When we read a book such as Mary Shelley's Frankenstein for instance; we will conjure up various images of Victor Frankenstein, even though the classic black and white film uses a mad scientist archetype, which however, is not in the novel at all. Regardless, there's nothing wrong with borrowing this popular movie icon to fit Shelley's story if you read it. Either way, the point is, Victor Frankenstein, like many fictional literary characters, tax our imaginations, we take on the job of visualising or bringing characters to life through interpretation—this is where the work of the author ends and where we begin. The cartoonist and illustrator does exactly the same when drawing up a character from imagination, or when capturing a person on paper. Symbols, pop culture, stereotypes, tropes and memes are all tools of an artist. For example, you've likely seen the comparative caricatures of Trump make an impact by amalgamating him with a spoilt tantruming child or cry baby? This man has been symbolised, depicted and postured more than most political figures I can think of, to be honest. He's also a great cartoon to study in the pursuit of understanding what makes a compelling cartoon or caricature. The best advice I could offer a fellow hobbyist or amature cartoonist would be to participate in arty circles within social media: instagram has a supportive community of fantastic artists of various demographics. It is easy to use and all you need to do is follow people or hashtags. So many techniques are out there: zoomer and millennial cartooning is breaking, the conceptual space is changing the game and publishers need to recognise this—I respect how artists are unapologetically take drawing comedy to new places. 

At the start of my drawing processes however, there always comes a haze, the blurry raw idea, the gist of what I want to express. What do you want to draw up? Let's say, in this instance we want to make a visual joke about conservative MPs speaking favourably of cutting disability benefits. I'd immediately start by exploring the stereotype storeroom or the pop culture cupboard, especially if I'm weaponising the cartoon: posh suites for Tory Toffs, the chained ghost of Thatcher, Scrooge or tiny Tim if it's Christmas, maybe the Times newspaper, large noses with which they peer down at their lesser humans, smugness and excess wealth, finding ammunition is harsh but effective.

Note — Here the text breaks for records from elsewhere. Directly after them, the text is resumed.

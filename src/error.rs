//! Unified error type for probe, decode, encode and measure operations.

use alloc::string::String;

use crate::decode::DecodeState;

/// Rejection reported by an [`EncodeSink`](crate::EncodeSink).
#[derive(Debug, Clone, PartialEq, Eq, thiserror::Error)]
#[error("sink rejected {len} bytes at offset {offset}")]
pub struct SinkError {
    /// Byte offset of the rejected write within the output stream.
    pub offset: u64,
    /// Length of the rejected write.
    pub len: usize,
}

/// Error type for every public operation of this crate.
///
/// Each variant is a distinct failure kind; the `Display` impl gives a
/// human-readable message.
#[derive(Debug, thiserror::Error)]
#[non_exhaustive]
pub enum CodecError {
    /// Magic bytes, chunk layout or header signature is wrong.
    #[error("malformed container: {0}")]
    MalformedContainer(&'static str),

    /// A declared size points past the end of the input.
    #[error("truncated input: need {needed} bytes, have {available}")]
    TruncatedInput { needed: u64, available: u64 },

    /// The bitstream uses a feature this codec does not handle.
    #[error("unsupported feature: {0}")]
    UnsupportedFeature(&'static str),

    /// Crop rectangle does not fit inside the source image.
    #[error(
        "crop {width}x{height} at ({left},{top}) exceeds source {source_width}x{source_height}"
    )]
    CropOutOfBounds {
        left: u32,
        top: u32,
        width: u32,
        height: u32,
        source_width: u32,
        source_height: u32,
    },

    /// Width or height exceeds the 14-bit bitstream limit.
    #[error("dimensions {width}x{height} exceed maximum of {max}")]
    DimensionTooLarge { width: u32, height: u32, max: u32 },

    /// Width or height is zero.
    #[error("empty source image ({width}x{height})")]
    EmptySource { width: u32, height: u32 },

    /// The pixel layout cannot be imported.
    #[error("unsupported pixel format: {0}")]
    UnsupportedPixelFormat(&'static str),

    /// Encoder configuration failed validation.
    #[error("invalid configuration: {0}")]
    InvalidConfiguration(&'static str),

    /// The output sink refused a write; the encode was aborted.
    #[error("write sink failed: {0}")]
    WriteSinkFailed(#[from] SinkError),

    /// Two pictures passed to a metric have different sizes.
    #[error("dimension mismatch: {first_width}x{first_height} vs {second_width}x{second_height}")]
    DimensionMismatch {
        first_width: u32,
        first_height: u32,
        second_width: u32,
        second_height: u32,
    },

    /// Structural inconsistency inside the payload.
    ///
    /// `state` is the last state the decoder completed successfully.
    #[error("decode failed after {state}: {reason}")]
    DecodeFailed {
        state: DecodeState,
        reason: &'static str,
    },

    /// Image does not fit in this target's address space.
    #[error("platform unsupported: {0}")]
    PlatformUnsupported(&'static str),

    /// Caller-supplied buffer or parameter is unusable.
    #[error("invalid input: {0}")]
    InvalidInput(String),

    /// A configured resource limit was exceeded.
    #[error("limit exceeded: {0}")]
    LimitExceeded(&'static str),

    /// Operation cancelled through a stop token.
    #[error("operation cancelled: {0}")]
    Cancelled(enough::StopReason),
}

impl From<enough::StopReason> for CodecError {
    fn from(reason: enough::StopReason) -> Self {
        CodecError::Cancelled(reason)
    }
}

impl CodecError {
    /// Whether this error was caused by the input bytes rather than by the
    /// caller's parameters.
    pub fn is_bitstream_error(&self) -> bool {
        matches!(
            self,
            CodecError::MalformedContainer(_)
                | CodecError::TruncatedInput { .. }
                | CodecError::UnsupportedFeature(_)
                | CodecError::DecodeFailed { .. }
        )
    }
}

/// Byte size of a `width * height * channels` buffer on this target.
pub(crate) fn buffer_len(width: u32, height: u32, channels: usize) -> Result<usize, CodecError> {
    (width as usize)
        .checked_mul(height as usize)
        .and_then(|n| n.checked_mul(channels))
        .ok_or(CodecError::PlatformUnsupported(
            "image size exceeds the address space",
        ))
}

#[cfg(test)]
mod tests {
    use super::*;
    use alloc::string::ToString;

    #[test]
    fn display_carries_detail() {
        let err = CodecError::DimensionTooLarge {
            width: 20000,
            height: 10,
            max: 16383,
        };
        assert_eq!(
            err.to_string(),
            "dimensions 20000x10 exceed maximum of 16383"
        );

        let err = CodecError::DecodeFailed {
            state: DecodeState::PartitionZero,
            reason: "bad partition size",
        };
        assert_eq!(
            err.to_string(),
            "decode failed after PartitionZero: bad partition size"
        );
    }

    #[test]
    fn sink_error_converts() {
        let err: CodecError = SinkError { offset: 12, len: 4 }.into();
        assert!(matches!(err, CodecError::WriteSinkFailed(_)));
        assert!(!err.is_bitstream_error());
    }

    #[test]
    fn buffer_len_small() {
        assert_eq!(buffer_len(3, 2, 4).unwrap(), 24);
    }
}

To sufficiently resonate the finer notes, a detailed image is best in my opinion; a picture that paints more than a thousand words has substance. In my head, a location, composition and action is required before I proceed. When I do, graphite pencils (if black and white) or blue erasable (for a colour image) would be used to establish rough outlines, capturing the characters expressions. I try to empathise with my characters as I draw their expressions (I even pull faces to get a feel); articulating a drawings thoughts as best as I can, a bit like sketching an interpretation of a book character. Before Anthony Hopkins immortalised Hannibal Lecter back in the nineties, the character was also raw and multifaceted in his book form (ignoring Brian Cox's performance in manhunter).  Realistic type cartoons are more time consuming and some may argue that they're unnecessary for a simple gag, which are mostly centred on a quick laugh or a smile. This is why Garfield doesn't have a highly detailed coat and ultra realistic facial features, he's a well designed and simplified cartoon. I would draw the previously mentioned Tory cartoon with such detail and moderate realism. I still find myself toiling over my own simple cartoons, a simple line can say a lot. Vicariously, I always want my character to engage with readers; essentially, these drawings become my actors making me some kind of director.